Julie Doe’s online relationships culminated in a 58-year-old man arranging a rendezvous with the young teenager to his house. The man, Wayne McDonald, supplied sufficient alcohol to intoxicate her and then (as stated in the complaint) raped Julie and her friend. A week later, McDonald repeated the offense, driving the two girls back to his house — but this time he brought two friends, both of who raped the girls. Police arrested McDonald last year on charges of assault. He pled guilty and is serving 20 years in prison.

Aside from McDonald’s culpability, Jane Doe blames their living nightmare in part on Quest Personals and wants to hold them responsible. I can only imagine that as a mother, she felt helpless and powerless against a system that would not heed her warnings. She believes that with some cooperation, this tragedy could have been averted. Jane filed a lawsuit against Quest Personals and their parent company, claiming the service “has implemented no meaningful protections or security measures to prevent under age users … from talking to complete strangers many times their age, and from subsequently being enticed to meet by sexual predators.”

This is not the first time a parent has filed suit against a Web site for the sexual assault of a minor. Last year, a similar set of events transpired on MySpace when another 14-year-old girl lied about her age (the Web site also requires users to be at least 18, but has no verification system) and began chatting with a 19-year-old who later sexually assaulted her.

But the court dismissed the MySpace case when it ran into the liability shield of the Communications Decency Act (CDA). A Texas judge ruled in February that the website, considered an “information content provider” could not be forced to implement safety measures to protect underage users. The policy underlying the CDA is the promotion of the continued development of the Internet. In order to ensure that these Web site operators and other interactive computer services wouldn’t be crippled by lawsuits arising out of third party communications, the CDA provides these services with immunity.

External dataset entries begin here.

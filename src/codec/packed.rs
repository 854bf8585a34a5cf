//! Packed sections: numbered base64 lines carrying a framed stream of
//! compressed chunks.
//!
//! Frame layout, repeated until fewer than four bytes remain:
//!
//! ```text
//! u32 LE header   length = header & CHUNK_LENGTH_MASK
//! [u8; length]    compressed chunk, decodes to one DECODED_CHUNK_SIZE block
//! ```
//!
//! Running out of bytes where a header would start ends the stream. Running
//! out inside a chunk body is an error.

use base64::{engine::general_purpose::STANDARD, Engine};
use tracing::{debug, trace};

use super::chunk::{ChunkCodec, CHUNK_LENGTH_MASK, DECODED_CHUNK_SIZE};
use super::{BinaryReader, BinaryWriter};
use crate::error::{Error, Result, Stage};
use crate::ini::IniSection;

/// Concatenate the trimmed values of keys `"1"`, `"2"`, ... up to the first
/// missing index.
pub fn join_numbered_lines(section: &IniSection) -> String {
    let mut joined = String::new();
    for i in 1.. {
        match section.get(&i.to_string()) {
            Some(line) => joined.push_str(line.trim()),
            None => break,
        }
    }
    joined
}

/// Split a framed chunk stream into its compressed chunk bodies.
pub fn split_chunks(data: &[u8]) -> Result<Vec<&[u8]>> {
    let mut reader = BinaryReader::new(data, Stage::Assembly);
    let mut chunks = Vec::new();

    while reader.remaining() >= 4 {
        let header = reader.read_u32_le()?;
        let length = (header & CHUNK_LENGTH_MASK) as usize;
        if reader.remaining() < length {
            return Err(Error::ChunkTruncated {
                chunk: chunks.len(),
                need: length,
                have: reader.remaining(),
            });
        }
        trace!(chunk = chunks.len(), header, length, "chunk frame");
        chunks.push(reader.read_bytes(length)?);
    }

    if !reader.is_empty() {
        trace!(trailing = reader.remaining(), "ignoring bytes after last chunk");
    }
    Ok(chunks)
}

/// Decode every chunk into a fixed-size block and concatenate them.
pub fn decode_chunks(chunks: &[&[u8]], codec: &dyn ChunkCodec) -> Result<Vec<u8>> {
    let mut out = Vec::with_capacity(chunks.len() * DECODED_CHUNK_SIZE);
    for (index, chunk) in chunks.iter().enumerate() {
        let mut block = codec
            .decode(chunk)
            .map_err(|source| Error::Codec { chunk: index, source })?;
        if block.len() > DECODED_CHUNK_SIZE {
            return Err(Error::OversizedChunk {
                chunk: index,
                len: block.len(),
                max: DECODED_CHUNK_SIZE,
            });
        }
        block.resize(DECODED_CHUNK_SIZE, 0);
        out.extend_from_slice(&block);
    }
    Ok(out)
}

/// Reassemble a packed section into its flat decoded byte stream.
pub fn read_packed_section(section: &IniSection, codec: &dyn ChunkCodec) -> Result<Vec<u8>> {
    let text = join_numbered_lines(section);
    let data = STANDARD.decode(text.as_bytes()).map_err(|e| Error::InvalidBase64 {
        section: section.name().to_string(),
        reason: e.to_string(),
    })?;

    let chunks = split_chunks(&data)?;
    let out = decode_chunks(&chunks, codec)?;
    debug!(
        section = section.name(),
        encoded = data.len(),
        chunks = chunks.len(),
        decoded = out.len(),
        "assembled packed section"
    );
    Ok(out)
}

/// Re-author raw bytes as a packed section named `name`.
///
/// The input is cut into [`DECODED_CHUNK_SIZE`] blocks, each encoded and
/// framed with a plain length header, and the base64 text is split into
/// numbered lines of at most `line_width` characters.
pub fn write_packed_section(
    name: &str,
    raw: &[u8],
    codec: &dyn ChunkCodec,
    line_width: usize,
) -> Result<IniSection> {
    let mut writer = BinaryWriter::with_capacity(raw.len() + raw.len() / DECODED_CHUNK_SIZE * 4 + 4);
    for (index, block) in raw.chunks(DECODED_CHUNK_SIZE).enumerate() {
        let encoded = codec
            .encode(block)
            .map_err(|source| Error::Codec { chunk: index, source })?;
        writer.write_u32_le(encoded.len() as u32 & CHUNK_LENGTH_MASK);
        writer.write_bytes(&encoded);
    }

    let text = STANDARD.encode(writer.as_slice());
    let width = line_width.max(1);
    let mut section = IniSection::new(name);
    // Base64 output is ASCII, so byte offsets are char boundaries.
    for (i, start) in (0..text.len()).step_by(width).enumerate() {
        let end = (start + width).min(text.len());
        section.insert((i + 1).to_string(), &text[start..end]);
    }
    Ok(section)
}

#[cfg(test)]
mod tests {
    use super::*;
    use crate::codec::chunk::testing::{FailingCodec, OverflowCodec, StoredCodec};

    fn frame(chunks: &[&[u8]]) -> Vec<u8> {
        let mut writer = BinaryWriter::new();
        for chunk in chunks {
            writer.write_u32_le(chunk.len() as u32);
            writer.write_bytes(chunk);
        }
        writer.into_vec()
    }

    fn section_from(bytes: &[u8], line_width: usize) -> IniSection {
        let text = STANDARD.encode(bytes);
        let mut section = IniSection::new("MapPack");
        for (i, piece) in text.as_bytes().chunks(line_width).enumerate() {
            section.insert((i + 1).to_string(), format!("  {}  ", std::str::from_utf8(piece).unwrap()));
        }
        section
    }

    #[test]
    fn test_join_stops_at_first_gap() {
        let mut section = IniSection::new("MapPack");
        section.insert("2", " BB ");
        section.insert("1", "AA");
        section.insert("4", "DD");
        assert_eq!(join_numbered_lines(&section), "AABB");
    }

    #[test]
    fn test_single_chunk_consuming_buffer_terminates() {
        let payload = [7u8; 10];
        let data = frame(&[&payload]);
        let chunks = split_chunks(&data).unwrap();
        assert_eq!(chunks, vec![&payload[..]]);
    }

    #[test]
    fn test_flag_bit_is_masked_off() {
        let mut writer = BinaryWriter::new();
        writer.write_u32_le(3 | 0x2000_0000);
        writer.write_bytes(&[1, 2, 3]);
        let data = writer.into_vec();

        let chunks = split_chunks(&data).unwrap();
        assert_eq!(chunks, vec![&[1u8, 2, 3][..]]);
    }

    #[test]
    fn test_partial_header_is_clean_end() {
        let mut data = frame(&[&[9, 9]]);
        data.extend_from_slice(&[0x01, 0x00, 0x00]);
        assert_eq!(split_chunks(&data).unwrap().len(), 1);
    }

    #[test]
    fn test_truncated_body_is_error() {
        let mut data = frame(&[&[1, 2, 3, 4]]);
        data.truncate(data.len() - 1);
        match split_chunks(&data) {
            Err(Error::ChunkTruncated { chunk, need, have }) => {
                assert_eq!((chunk, need, have), (0, 4, 3));
            }
            other => panic!("expected ChunkTruncated, got {other:?}"),
        }
    }

    #[test]
    fn test_blocks_are_padded_and_ordered() {
        let data = frame(&[&[1, 2], &[3]]);
        let section = section_from(&data, 4);

        let out = read_packed_section(&section, &StoredCodec).unwrap();

        assert_eq!(out.len(), 2 * DECODED_CHUNK_SIZE);
        assert_eq!(&out[..3], &[1, 2, 0]);
        assert_eq!(out[DECODED_CHUNK_SIZE], 3);
        assert!(out[DECODED_CHUNK_SIZE + 1..].iter().all(|&b| b == 0));
    }

    #[test]
    fn test_empty_section_yields_empty_stream() {
        let out = read_packed_section(&IniSection::new("OverlayPack"), &StoredCodec).unwrap();
        assert!(out.is_empty());
    }

    #[test]
    fn test_codec_failure_aborts() {
        let section = section_from(&frame(&[&[1], &[2]]), 70);
        let err = read_packed_section(&section, &FailingCodec).unwrap_err();
        assert!(matches!(err, Error::Codec { chunk: 0, .. }));
        assert_eq!(err.stage(), Stage::Assembly);
    }

    #[test]
    fn test_oversized_block_rejected() {
        let section = section_from(&frame(&[&[1]]), 70);
        let err = read_packed_section(&section, &OverflowCodec).unwrap_err();
        assert!(matches!(err, Error::OversizedChunk { .. }));
    }

    #[test]
    fn test_bad_base64_names_section() {
        let mut section = IniSection::new("OverlayPack");
        section.insert("1", "not*base64!");
        match read_packed_section(&section, &StoredCodec) {
            Err(Error::InvalidBase64 { section, .. }) => assert_eq!(section, "OverlayPack"),
            other => panic!("expected InvalidBase64, got {other:?}"),
        }
    }

    #[test]
    fn test_authored_section_reassembles() {
        let raw: Vec<u8> = (0..DECODED_CHUNK_SIZE * 2 + 100).map(|i| (i % 251) as u8).collect();

        let section = write_packed_section("MapPack", &raw, &StoredCodec, 70).unwrap();
        assert!(section.iter().all(|(_, line)| line.len() <= 70));
        assert_eq!(section.get("1").map(str::len), Some(70));

        let out = read_packed_section(&section, &StoredCodec).unwrap();
        assert_eq!(out.len(), 3 * DECODED_CHUNK_SIZE);
        assert_eq!(&out[..raw.len()], &raw[..]);
    }
}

In fact, several courts have applied the Act to recent lawsuits. In Carafano v. Metrosplash.com fake online personal ad listings led to the plaintiff’s receipt of sexually explicit letters, phone calls and hand delivered notes. The Ninth Circuit held that the CDA granted Matchmaker.com, the Internet service provider, with full immunity where a third party willingly provided the published information. The court explained the intent of the CDA, reiterating that it would be impossible for service providers to screen their millions of postings for problems and the “specter of tort liability in an area of such prolific speech would have an obvious chilling effect.”

In Julie’s case, the suit is still pending. The primary issue would be whether a phone chat line is considered an “interactive computer service” under the CDA. Courts tend to interpret the Act broadly and both these prior rulings suggest that Quest Personals will likely evade any liability. Further, applying standard tort law, U.S. District Judge Sam Sparks said that MySpace had “no duty to protect” a minor from sexual predators “nor institute reasonable safety measures on its Web site. If anyone had a duty to protect [the minor] it was her parents, not MySpace.”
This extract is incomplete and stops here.